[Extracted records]
Content starts

use payment_ledger::{
    authorization::{ActorType, SCOPE_TRANSACTIONS_READ},
    db_types::{GroupId, MerchantId, TransactionId},
    transaction_objects::{AuthorizeRequest, CaptureRequest, TransactionQueryFilter},
    AuthClaims,
    AuthContext,
    LedgerApiError,
};

mod support;

use support::{admin, customer, dollars, guest, merchant, service, setup, tear_down};

fn assert_not_found<T: std::fmt::Debug>(result: Result<T, LedgerApiError>) -> LedgerApiError {
    match result {
        Err(e @ LedgerApiError::NotFound) => e,
        other => panic!("Expected NotFound, got {other:?}"),
    }
}

#[tokio::test]
async fn single_tenant_merchant_charges_its_own_merchant() {
    let ledger = setup().await;
    let ctx = merchant(&["m1"]);
    let request = AuthorizeRequest::new("auth", dollars(10)).with_merchant_id("m2");
    let auth = ledger.flow.authorize(&ctx, request).await.unwrap();
    let stored = ledger.query.fetch_transaction(&admin(), &auth.transaction_id).await.unwrap();
    assert_eq!(stored.merchant_id, MerchantId::from("m1"));
    tear_down(ledger).await;
}

#[tokio::test]
async fn operator_must_pick_one_of_its_merchants() {
    let ledger = setup().await;
    let ctx = merchant(&["m1", "m2"]);
    let err = ledger.flow.authorize(&ctx, AuthorizeRequest::new("a", dollars(10))).await.unwrap_err();
    assert!(matches!(err, LedgerApiError::Validation(_)), "{err:?}");
    assert_not_found(ledger.flow.authorize(&ctx, AuthorizeRequest::new("b", dollars(10)).with_merchant_id("m3")).await);
    let ok = ledger.flow.authorize(&ctx, AuthorizeRequest::new("c", dollars(10)).with_merchant_id("m2")).await;
    assert!(ok.is_ok());
    assert_eq!(ledger.gateway.call_count(), 1);
    tear_down(ledger).await;
}

#[tokio::test]
async fn services_are_held_to_their_allow_list() {
    let ledger = setup().await;
    let ctx = service(&["m1"]);
    let allowed = AuthorizeRequest::new("auth-1", dollars(10)).with_merchant_id("m1").with_session_id("s1");
    ledger.flow.authorize(&ctx, allowed).await.unwrap();
    let denied = AuthorizeRequest::new("auth-2", dollars(10)).with_merchant_id("m2");
    assert_not_found(ledger.flow.authorize(&ctx, denied).await);
    let wildcard = service(&["*"]);
    let any = AuthorizeRequest::new("auth-3", dollars(10)).with_merchant_id("m9");
    assert!(ledger.flow.authorize(&wildcard, any).await.is_ok());
    tear_down(ledger).await;
}

#[tokio::test]
async fn another_merchants_group_looks_like_a_missing_one() {
    let ledger = setup().await;
    let owner = merchant(&["m1"]);
    let intruder = merchant(&["m2"]);
    let auth = ledger.flow.authorize(&owner, AuthorizeRequest::new("auth", dollars(100))).await.unwrap();

    let hidden = assert_not_found(
        ledger.flow.capture(&intruder, CaptureRequest::new("cap", auth.group_id.clone(), dollars(10))).await,
    );
    let missing = assert_not_found(
        ledger.flow.capture(&intruder, CaptureRequest::new("cap", GroupId::from("grp_none"), dollars(10))).await,
    );
    assert_eq!(hidden.to_string(), missing.to_string());
    assert_eq!(format!("{hidden:?}"), format!("{missing:?}"));
    // The intruder's failed attempt must not stop the owner from using the same transaction id
    ledger.flow.capture(&owner, CaptureRequest::new("cap", auth.group_id.clone(), dollars(10))).await.unwrap();
    assert_eq!(ledger.gateway.call_count(), 2);
    tear_down(ledger).await;
}

#[tokio::test]
async fn another_merchants_transaction_id_looks_unused() {
    let ledger = setup().await;
    let owner = merchant(&["m1"]);
    let intruder = merchant(&["m2"]);
    let auth = ledger.flow.authorize(&owner, AuthorizeRequest::new("auth", dollars(100))).await.unwrap();
    ledger.flow.capture(&owner, CaptureRequest::new("cap", auth.group_id.clone(), dollars(10))).await.unwrap();

    assert_not_found(ledger.flow.authorize(&intruder, AuthorizeRequest::new("auth", dollars(100))).await);
    assert_not_found(ledger.flow.authorize(&intruder, AuthorizeRequest::new("cap", dollars(5))).await);
    // The owner still gets a conflict for its own id
    let err = ledger.flow.authorize(&owner, AuthorizeRequest::new("cap", dollars(5))).await.unwrap_err();
    assert!(matches!(err, LedgerApiError::IdempotencyConflict), "{err:?}");
    assert_eq!(ledger.gateway.call_count(), 2);
    tear_down(ledger).await;
}

#[tokio::test]
async fn customers_only_see_their_own_groups() {
    let ledger = setup().await;
    let ctx = merchant(&["m1"]);
    let alice = ledger.flow.authorize(&ctx, AuthorizeRequest::new("a-1", dollars(10)).with_customer_id("alice")).await;
    let alice = alice.unwrap();
    ledger.flow.authorize(&ctx, AuthorizeRequest::new("b-1", dollars(20)).with_customer_id("bob")).await.unwrap();

    let as_alice = customer("alice");
    let as_bob = customer("bob");
    assert!(ledger.query.fetch_group(&as_alice, &alice.group_id).await.is_ok());
    let hidden = assert_not_found(ledger.query.fetch_group(&as_bob, &alice.group_id).await);
    let missing = assert_not_found(ledger.query.fetch_group(&as_bob, &GroupId::from("grp_none")).await);
    assert_eq!(hidden.to_string(), missing.to_string());
    assert_eq!(format!("{hidden:?}"), format!("{missing:?}"));

    let listed = ledger.query.list_transactions(&as_bob, TransactionQueryFilter::default()).await.unwrap();
    assert_eq!(listed.len(), 1);
    assert_eq!(listed[0].id, TransactionId::from("b-1"));
    tear_down(ledger).await;
}

#[tokio::test]
async fn customers_and_guests_cannot_move_money() {
    let ledger = setup().await;
    let request = AuthorizeRequest::new("auth", dollars(10)).with_merchant_id("m1");
    let err = ledger.flow.authorize(&customer("alice"), request.clone()).await.unwrap_err();
    assert!(matches!(err, LedgerApiError::PermissionDenied(_)), "{err:?}");
    let err = ledger.flow.authorize(&guest("s1"), request).await.unwrap_err();
    assert!(matches!(err, LedgerApiError::PermissionDenied(_)), "{err:?}");
    assert_eq!(ledger.gateway.call_count(), 0);
    tear_down(ledger).await;
}

#[tokio::test]
async fn guests_read_follow_ons_through_their_session() {
    let ledger = setup().await;
    let ctx = service(&["m1"]);
    let request = AuthorizeRequest::new("auth", dollars(10)).with_merchant_id("m1").with_session_id("s1");
    let auth = ledger.flow.authorize(&ctx, request).await.unwrap();
    let capture = CaptureRequest::new("cap", auth.group_id.clone(), dollars(10)).with_merchant_id("m1");
    ledger.flow.capture(&ctx, capture).await.unwrap();

    let cap = TransactionId::from("cap");
    assert!(ledger.query.fetch_transaction(&guest("s1"), &cap).await.is_ok());
    assert_not_found(ledger.query.fetch_transaction(&guest("s2"), &cap).await);
    let err = ledger.query.list_transactions(&guest("s1"), TransactionQueryFilter::default()).await.unwrap_err();
    assert!(matches!(err, LedgerApiError::PermissionDenied(_)), "{err:?}");
    tear_down(ledger).await;
}

#[tokio::test]
async fn listings_are_narrowed_to_the_callers_merchants() {
    let ledger = setup().await;
    let ops = admin();
    for (id, m) in [("t1", "m1"), ("t2", "m2"), ("t3", "m1"), ("t4", "m3")] {
        ledger.flow.authorize(&ops, AuthorizeRequest::new(id, dollars(5)).with_merchant_id(m)).await.unwrap();
    }
    let everything = ledger.query.list_transactions(&ops, TransactionQueryFilter::default()).await.unwrap();
    assert_eq!(everything.len(), 4);
    let ids = everything.iter().map(|t| t.id.as_str()).collect::<Vec<_>>();
    assert_eq!(ids, ["t1", "t2", "t3", "t4"]);

    let m1 = ledger.query.list_transactions(&merchant(&["m1"]), TransactionQueryFilter::default()).await.unwrap();
    assert_eq!(m1.len(), 2);
    assert!(m1.iter().all(|t| t.merchant_id.as_str() == "m1"));

    let asks_for_m2 = TransactionQueryFilter::default().with_merchant_id(MerchantId::from("m2"));
    let none = ledger.query.list_transactions(&merchant(&["m1"]), asks_for_m2).await.unwrap();
    assert!(none.is_empty());

    let svc = ledger.query.list_transactions(&service(&["m2", "m3"]), TransactionQueryFilter::default()).await.unwrap();
    assert_eq!(svc.len(), 2);
    tear_down(ledger).await;
}

#[tokio::test]
async fn missing_scopes_are_permission_denied() {
    let ledger = setup().await;
    let read_only = AuthClaims::new(ActorType::Merchant, "reporting")
        .with_merchant_ids(&["m1"])
        .with_scopes(&[SCOPE_TRANSACTIONS_READ]);
    let read_only = AuthContext::new(read_only).unwrap();
    let err = ledger.flow.authorize(&read_only, AuthorizeRequest::new("auth", dollars(1))).await.unwrap_err();
    assert!(matches!(err, LedgerApiError::PermissionDenied(_)), "{err:?}");
    let no_scopes = AuthContext::new(AuthClaims::new(ActorType::Merchant, "bare").with_merchant_ids(&["m1"])).unwrap();
    let err = ledger.query.list_transactions(&no_scopes, TransactionQueryFilter::default()).await.unwrap_err();
    assert!(matches!(err, LedgerApiError::PermissionDenied(_)), "{err:?}");
    assert!(ledger.query.list_transactions(&read_only, TransactionQueryFilter::default()).await.unwrap().is_empty());
    tear_down(ledger).await;
}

Content ends

### Activity
Above are some records; copy exactly the lines from the one with "async fn operator_must_pick_one_of_its_merchants()" through the one with "same transaction id", both included, and no others.

### Response to this exercise
async fn operator_must_pick_one_of_its_merchants() {
    let ledger = setup().await;
    let ctx = merchant(&["m1", "m2"]);
    let err = ledger.flow.authorize(&ctx, AuthorizeRequest::new("a", dollars(10))).await.unwrap_err();
    assert!(matches!(err, LedgerApiError::Validation(_)), "{err:?}");
    assert_not_found(ledger.flow.authorize(&ctx, AuthorizeRequest::new("b", dollars(10)).with_merchant_id("m3")).await);
    let ok = ledger.flow.authorize(&ctx, AuthorizeRequest::new("c", dollars(10)).with_merchant_id("m2")).await;
    assert!(ok.is_ok());
    assert_eq!(ledger.gateway.call_count(), 1);
    tear_down(ledger).await;
}

#[tokio::test]
async fn services_are_held_to_their_allow_list() {
    let ledger = setup().await;
    let ctx = service(&["m1"]);
    let allowed = AuthorizeRequest::new("auth-1", dollars(10)).with_merchant_id("m1").with_session_id("s1");
    ledger.flow.authorize(&ctx, allowed).await.unwrap();
    let denied = AuthorizeRequest::new("auth-2", dollars(10)).with_merchant_id("m2");
    assert_not_found(ledger.flow.authorize(&ctx, denied).await);
    let wildcard = service(&["*"]);
    let any = AuthorizeRequest::new("auth-3", dollars(10)).with_merchant_id("m9");
    assert!(ledger.flow.authorize(&wildcard, any).await.is_ok());
    tear_down(ledger).await;
}

#[tokio::test]
async fn another_merchants_group_looks_like_a_missing_one() {
    let ledger = setup().await;
    let owner = merchant(&["m1"]);
    let intruder = merchant(&["m2"]);
    let auth = ledger.flow.authorize(&owner, AuthorizeRequest::new("auth", dollars(100))).await.unwrap();

    let hidden = assert_not_found(
        ledger.flow.capture(&intruder, CaptureRequest::new("cap", auth.group_id.clone(), dollars(10))).await,
    );
    let missing = assert_not_found(
        ledger.flow.capture(&intruder, CaptureRequest::new("cap", GroupId::from("grp_none"), dollars(10))).await,
    );
    assert_eq!(hidden.to_string(), missing.to_string());
    assert_eq!(format!("{hidden:?}"), format!("{missing:?}"));
    // The intruder's failed attempt must not stop the owner from using the same transaction id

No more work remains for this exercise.